VM W 0:11:32 2025-03-31 19:37:00.746 0:00:00 CREATE_VMWARE_SNAPSHOT_  :::0 [fetch snapshot] [NFC ERROR]NfcAio_TimedWait: The session is in a faulted state: NFC_COMPRESSION_ERROR
VM I 0:11:32 2025-03-31 19:37:00.746 0:00:00 CREATE_VMWARE_SNAPSHOT_  :::0 [fetch snapshot] VixDiskLib: VixDiskLib_Close: Close disk.
VM W 0:11:32 2025-03-31 19:37:00.746 0:00:00 CREATE_VMWARE_SNAPSHOT_ :::0 [fetch snapshot] [NFC ERROR]NfcAio_TimedWait: The session is in a faulted state: NFC_COMPRESSION_ERROR
VM W 0:11:32 2025-03-31 19:37:00.746 0:00:00 CREATE_VMWARE_SNAPSHOT_ :::0 [fetch snapshot] [NFC ERROR]NfcAio_DDBGet: The session is in a faulted state: NFC_COMPRESSION_ERROR

Hostd Log:


warning hostd[2100694] [Originator@6876 sub=Libs opID=nbdmode-0000009b67eb11a0] [NFC ERROR]NfcAioGetMessage: Srv invalid msg hdr magic # 4, was expecting -1593779590
warning hostd[2100694] [Originator@6876 sub=Libs opID=nbdmode-0000009b67eb11a0] [NFC ERROR]NfcAioLogFatalSessionErrorLocked: A fatal session error occurred. The error was: 'NFC_SESSION_ERROR' (8)
warning hostd[2100694] [Originator@6876 sub=Libs opID=nbdmode-0000009b67eb11a0] [NFC ERROR]NfcAioGetAndProcessMsg: Failed to receive an AIO message: NFC_SESSION_ERROR
warning hostd[2100694] [Originator@6876 sub=Libs opID=nbdmode-0000009b67eb11a0] [NFC ERROR]NfcAioServerProcessMain: Fatal session error. Cleaning up AIO session
error hostd[2100694] [Originator@6876 sub=Nfcsvc opID=nbdmode-0000009b67eb11a0] Read error from the nfcLib: NFC_SESSION_ERROR (done = yep)

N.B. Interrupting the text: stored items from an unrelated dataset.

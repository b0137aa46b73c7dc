//! Shared test utilities for the quadtech-site test suite.
//!
//! Builders for minimal content records plus a small catalog with known
//! shapes, so resolver, pagination, and rendering tests don't depend on the
//! production content.
//!
//! # Usage
//!
//! ```rust
//! use crate::test_helpers::*;
//!
//! let catalog = sample_catalog(7);
//! assert_eq!(catalog.resource_posts().len(), 7);
//! assert!(catalog.service_detail("summary-only").is_none());
//! ```

use chrono::NaiveDate;

use crate::catalog::Catalog;
use crate::config::SiteConfig;
use crate::types::{Category, CompanyValue, Icon, ResourcePost, ServiceDetail, ServiceSummary};

// =========================================================================
// Record builders
// =========================================================================

/// A service summary whose title is derived from the slug.
pub fn service(slug: &str, category: Category) -> ServiceSummary {
    ServiceSummary {
        slug: slug.to_string(),
        title: title_from_slug(slug),
        description: format!("About {slug}"),
        image: format!("/images/{slug}.jpg"),
        category,
        icon: Icon::Server,
    }
}

pub fn detail(slug: &str) -> ServiceDetail {
    ServiceDetail {
        slug: slug.to_string(),
        title: title_from_slug(slug),
        short_description: format!("Short {slug}"),
        long_description: format!("Long description of {slug}"),
        features: vec!["Feature A".into(), "Feature B".into()],
        benefits: vec!["Benefit A".into()],
        cta_text: crate::types::DEFAULT_CTA_TEXT.to_string(),
        process_steps: vec![],
        faqs: vec![],
    }
}

/// A resource post dated 2025-01-01 with two tags.
pub fn post(slug: &str) -> ResourcePost {
    ResourcePost {
        slug: slug.to_string(),
        title: title_from_slug(slug),
        description: format!("Summary of {slug}"),
        image: format!("/images/resources/{slug}.jpg"),
        date: NaiveDate::from_ymd_opt(2025, 1, 1).unwrap(),
        reading_time: "3 min read".to_string(),
        tags: vec!["Security".into(), "Cloud".into()],
        body: format!("# {slug}\n\nSome **markdown**."),
    }
}

/// `"managed-it-services"` → `"Managed It Services"`, `"post-2"` → `"Post 2"`.
fn title_from_slug(slug: &str) -> String {
    slug.split('-')
        .map(|word| {
            let mut chars = word.chars();
            match chars.next() {
                Some(first) => first.to_uppercase().chain(chars).collect::<String>(),
                None => String::new(),
            }
        })
        .collect::<Vec<_>>()
        .join(" ")
}

// =========================================================================
// Fixture catalogs
// =========================================================================

/// Three services and `post_count` posts named `post-1..=post-N`.
///
/// - `managed-it-services` (IT management) has a detail record and the real title
/// - `penetration-testing` (cybersecurity) has a detail record
/// - `summary-only` (cybersecurity) has no detail record
pub fn sample_catalog(post_count: usize) -> Catalog {
    let mut managed = service("managed-it-services", Category::ItManagement);
    managed.title = "Managed IT Services".to_string();
    let mut managed_detail = detail("managed-it-services");
    managed_detail.title = "Managed IT Services".to_string();

    let posts = (1..=post_count).map(|i| post(&format!("post-{i}"))).collect();

    Catalog::new(
        vec![
            managed,
            service("penetration-testing", Category::Cybersecurity),
            service("summary-only", Category::Cybersecurity),
        ],
        vec![managed_detail, detail("penetration-testing")],
        posts,
        vec![CompanyValue {
            title: "Clear Communication".into(),
            description: "Plain language.".into(),
            icon: Icon::MessageSquare,
        }],
    )
    .unwrap()
}

/// Stock config with a fixed base URL.
pub fn test_config() -> SiteConfig {
    let mut config = SiteConfig::default();
    config.site.url = "https://example.test".to_string();
    config
}

// =========================================================================
// HTML assertions
// =========================================================================

/// Assert each needle appears in `html`, reporting the first miss.
pub fn assert_contains_all(html: &str, needles: &[&str]) {
    for needle in needles {
        assert!(
            html.contains(needle),
            "expected {needle:?} in rendered output:\n{html}"
        );
    }
}

/// Number of non-overlapping occurrences of `needle` in `html`.
pub fn count_occurrences(html: &str, needle: &str) -> usize {
    html.matches(needle).count()
}

/// The `<main>` element of a rendered page, without head styles or chrome.
pub fn main_content(html: &str) -> &str {
    let start = html.find("<main").expect("page has a <main> element");
    let end = html[start..].find("</main>").expect("<main> is closed") + start;
    &html[start..end + "</main>".len()]
}

#[test]
fn main_content_excludes_head_and_footer() {
    let html = "<style>.featured-post{}</style><main id=\"m\">body</main><footer>x</footer>";
    assert_eq!(main_content(html), "<main id=\"m\">body</main>");
}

- Each host was showing a large number of read error on  vmhba1

- Bad SFP in the MDS switch prevented communication with storage array.

Resolution

Engage switch vendor.

Additional Information

Common Causes of NFC Compression Errors

1. Connectivity Issues:

  • DNS Resolution Problems: The Veeam proxy or backup server may be unable to resolve the IP address of the ESXi host.
  • Firewall/Port Issues: Port 902, used for NFC, might be blocked by a firewall or network device.
  • General Network Connectivity Problems: Network issues between the vCenter and ESXi hosts can disrupt NFC communication.

2. Permissions Issues:

  • Insufficient Permissions: The account used for the Veeam backup infrastructure might not have the required permissions to access virtual machines or datastores.

3. File Locks:

  • Locked Files: The file that Veeam is attempting to read or write may be locked by another process or VM within the vSphere environment.

4. NFC Memory Limits:

  • Host Memory Exhaustion: The ESXi host may be running low on memory for NFC sessions, often due to excessive retries or stale sessions.

5. VDDK Issues:

  • VDDK Crashes: In certain versions of vSphere, VDDK (Virtual Disk Development Kit) crashes may occur after encountering NBD (Network Block Device) asynchronous I/O (AIO) errors, which lead to NFC issues.

6. NBD Transport Issues:

  • Network Buffer Size: In older versions of vSphere, larger buffer sizes on the VDDK side could result in increased memory consumption on the NFC server side, causing errors.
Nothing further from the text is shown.